M. DE RESSEGUIER.—Votre fauteuil de pair de France! (Bruit.)

M. LE PRESIDENT.—N'interrompez pas.

M. VICTOR HUGO.—Je crois, Dieu me pardonne, que M. de Resseguier me reproche d'avoir siege parmi les juges du marechal Ney! (Exclamations a droite.—Rires ironiques et approbatifs a gauche.)

M. DE RESSEGUIER.—Vous vous meprenez….

M. LE PRESIDENT.—Veuillez vous asseoir; gardez le silence, vous n'avez pas la parole.

M. DE RESSEGUIER, s'adressant a l'orateur.—Vous vous meprenez formellement….

M. LE PRESIDENT.—Monsieur de Resseguier, je vous rappelle a l'ordre formellement.

M. DE RESSEGUIER.—Vous vous meprenez avec intention.

M. LE PRESIDENT.—Je vous rappellerai a l'ordre avec inscription au proces-verbal, si vous meprisez tous mes avertissements.

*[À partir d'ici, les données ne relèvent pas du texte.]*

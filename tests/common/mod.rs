//! In-memory ledger used by the integration tests

#![allow(dead_code)]

use async_trait::async_trait;
use std::collections::HashMap;
use std::sync::{Arc, Mutex};
use std::time::Duration;

use airdrop_tui::error::ClientError;
use airdrop_tui::models::{
    Address, Commitment, Lamports, LatestBlockhash, Signature, SignatureStatus,
};
use airdrop_tui::network::{ClientSettings, LedgerRpc, NetworkClient};
use airdrop_tui::transaction::{parse_system_transfer, Transaction};

struct Pending {
    remaining_polls: u32,
    err: Option<String>,
}

struct Inner {
    balances: HashMap<Address, u64>,
    statuses: HashMap<Signature, Pending>,
    blockhashes: Vec<[u8; 32]>,
    block_height: u64,
    next_signature: u64,
    balance_calls: HashMap<Address, usize>,
    status_polls: usize,
    sent: usize,
    /// On-chain error recorded for the next landed transaction
    fail_next: Option<String>,
}

/// Ledger that credits airdrops immediately and reports each signature as
/// processed for `pending_polls` status queries before confirming it
pub struct MemoryLedger {
    inner: Mutex<Inner>,
    pub pending_polls: u32,
    pub never_confirm: bool,
    /// Blocks a blockhash stays valid for
    pub validity: u64,
}

impl Default for MemoryLedger {
    fn default() -> Self {
        MemoryLedger {
            inner: Mutex::new(Inner {
                balances: HashMap::new(),
                statuses: HashMap::new(),
                blockhashes: Vec::new(),
                block_height: 100,
                next_signature: 1,
                balance_calls: HashMap::new(),
                status_polls: 0,
                sent: 0,
                fail_next: None,
            }),
            pending_polls: 0,
            never_confirm: false,
            validity: 150,
        }
    }
}

impl MemoryLedger {
    pub fn with_pending_polls(mut self, polls: u32) -> Self {
        self.pending_polls = polls;
        self
    }

    pub fn never_confirming(mut self) -> Self {
        self.never_confirm = true;
        self
    }

    pub fn with_validity(mut self, blocks: u64) -> Self {
        self.validity = blocks;
        self
    }

    /// The next transaction passes preflight and lands, but its status
    /// carries `reason` and no balance moves
    pub fn fail_next_transaction(&self, reason: &str) {
        self.inner.lock().unwrap().fail_next = Some(reason.to_string());
    }

    pub fn balance(&self, address: &Address) -> Lamports {
        Lamports(*self.inner.lock().unwrap().balances.get(address).unwrap_or(&0))
    }

    pub fn balance_calls(&self, address: &Address) -> usize {
        *self.inner.lock().unwrap().balance_calls.get(address).unwrap_or(&0)
    }

    pub fn status_polls(&self) -> usize {
        self.inner.lock().unwrap().status_polls
    }

    pub fn sent(&self) -> usize {
        self.inner.lock().unwrap().sent
    }

    fn fresh_signature(inner: &mut Inner) -> Signature {
        let mut bytes = [0u8; 64];
        bytes[..8].copy_from_slice(&inner.next_signature.to_le_bytes());
        bytes[63] = 0xAD;
        inner.next_signature += 1;
        Signature::new(bytes)
    }

    fn track(&self, inner: &mut Inner, signature: Signature, err: Option<String>) {
        inner.statuses.insert(
            signature,
            Pending {
                remaining_polls: self.pending_polls,
                err,
            },
        );
    }
}

#[async_trait]
impl LedgerRpc for MemoryLedger {
    async fn get_balance(
        &self,
        address: &Address,
        _commitment: Commitment,
    ) -> Result<Lamports, ClientError> {
        let mut inner = self.inner.lock().unwrap();
        *inner.balance_calls.entry(*address).or_default() += 1;
        Ok(Lamports(*inner.balances.get(address).unwrap_or(&0)))
    }

    async fn request_airdrop(
        &self,
        address: &Address,
        amount: Lamports,
        _commitment: Commitment,
    ) -> Result<Signature, ClientError> {
        let mut inner = self.inner.lock().unwrap();
        *inner.balances.entry(*address).or_default() += amount.0;
        let signature = Self::fresh_signature(&mut inner);
        self.track(&mut inner, signature, None);
        Ok(signature)
    }

    async fn get_latest_blockhash(
        &self,
        _commitment: Commitment,
    ) -> Result<LatestBlockhash, ClientError> {
        let mut inner = self.inner.lock().unwrap();
        let mut blockhash = [0u8; 32];
        blockhash[..8].copy_from_slice(&inner.block_height.to_le_bytes());
        blockhash[31] = 0xB1;
        inner.blockhashes.push(blockhash);
        Ok(LatestBlockhash {
            blockhash,
            last_valid_block_height: inner.block_height + self.validity,
        })
    }

    async fn get_block_height(&self, _commitment: Commitment) -> Result<u64, ClientError> {
        let mut inner = self.inner.lock().unwrap();
        inner.block_height += 1;
        Ok(inner.block_height)
    }

    async fn get_signature_statuses(
        &self,
        signatures: &[Signature],
    ) -> Result<Vec<Option<SignatureStatus>>, ClientError> {
        let mut inner = self.inner.lock().unwrap();
        inner.status_polls += 1;
        let never_confirm = self.never_confirm;
        Ok(signatures
            .iter()
            .map(|signature| {
                let pending = inner.statuses.get_mut(signature)?;
                let confirmation = if never_confirm || pending.remaining_polls > 0 {
                    pending.remaining_polls = pending.remaining_polls.saturating_sub(1);
                    Commitment::Processed
                } else {
                    Commitment::Finalized
                };
                Some(SignatureStatus {
                    slot: 1,
                    confirmation: Some(confirmation),
                    err: pending.err.clone(),
                })
            })
            .collect())
    }

    async fn send_transaction(
        &self,
        tx: &Transaction,
        _preflight: Commitment,
    ) -> Result<Signature, ClientError> {
        let mut inner = self.inner.lock().unwrap();
        if !tx.verify() {
            return Err(ClientError::Rpc {
                code: -32003,
                message: "signature verification failed".into(),
            });
        }
        if !inner.blockhashes.contains(&tx.message.recent_blockhash) {
            return Err(ClientError::Transaction("Blockhash not found".into()));
        }

        let mut balances = inner.balances.clone();
        for ix in &tx.message.instructions {
            let Some((from, to, lamports)) = parse_system_transfer(&tx.message, ix) else {
                return Err(ClientError::Transaction("unsupported instruction".into()));
            };
            let available = balances.get(&from).copied().unwrap_or(0);
            if available < lamports.0 {
                return Err(ClientError::Transaction(
                    "Attempt to debit an account but found no record of a prior credit.".into(),
                ));
            }
            balances.insert(from, available - lamports.0);
            *balances.entry(to).or_default() += lamports.0;
        }
        let failure = inner.fail_next.take();
        if failure.is_none() {
            inner.balances = balances;
        }
        inner.sent += 1;

        let signature = tx
            .signature()
            .ok_or_else(|| ClientError::Malformed("unsigned transaction".into()))?;
        self.track(&mut inner, signature, failure);
        Ok(signature)
    }
}

pub fn fast_settings() -> ClientSettings {
    ClientSettings {
        commitment: Commitment::Confirmed,
        confirm_timeout: Duration::from_secs(5),
        poll_interval: Duration::from_millis(5),
    }
}

pub fn client_over(ledger: Arc<MemoryLedger>, settings: ClientSettings) -> Arc<NetworkClient> {
    Arc::new(NetworkClient::new(ledger, settings))
}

M. VICTOR HUGO.—Hommes des anciens partis, je ne triomphe pas de ce qui est votre malheur, et, je vous le dis sans amertume, vous ne jugez pas votre temps et votre pays avec une vue juste, bienveillante et saine. Vous vous meprenez aux phenomenes contemporains. Vous criez a la decadence. Il y a une decadence en effet, mais, je suis bien force de vous l'avouer, c'est la votre. (Rires a gauche.—Murmures a droite.)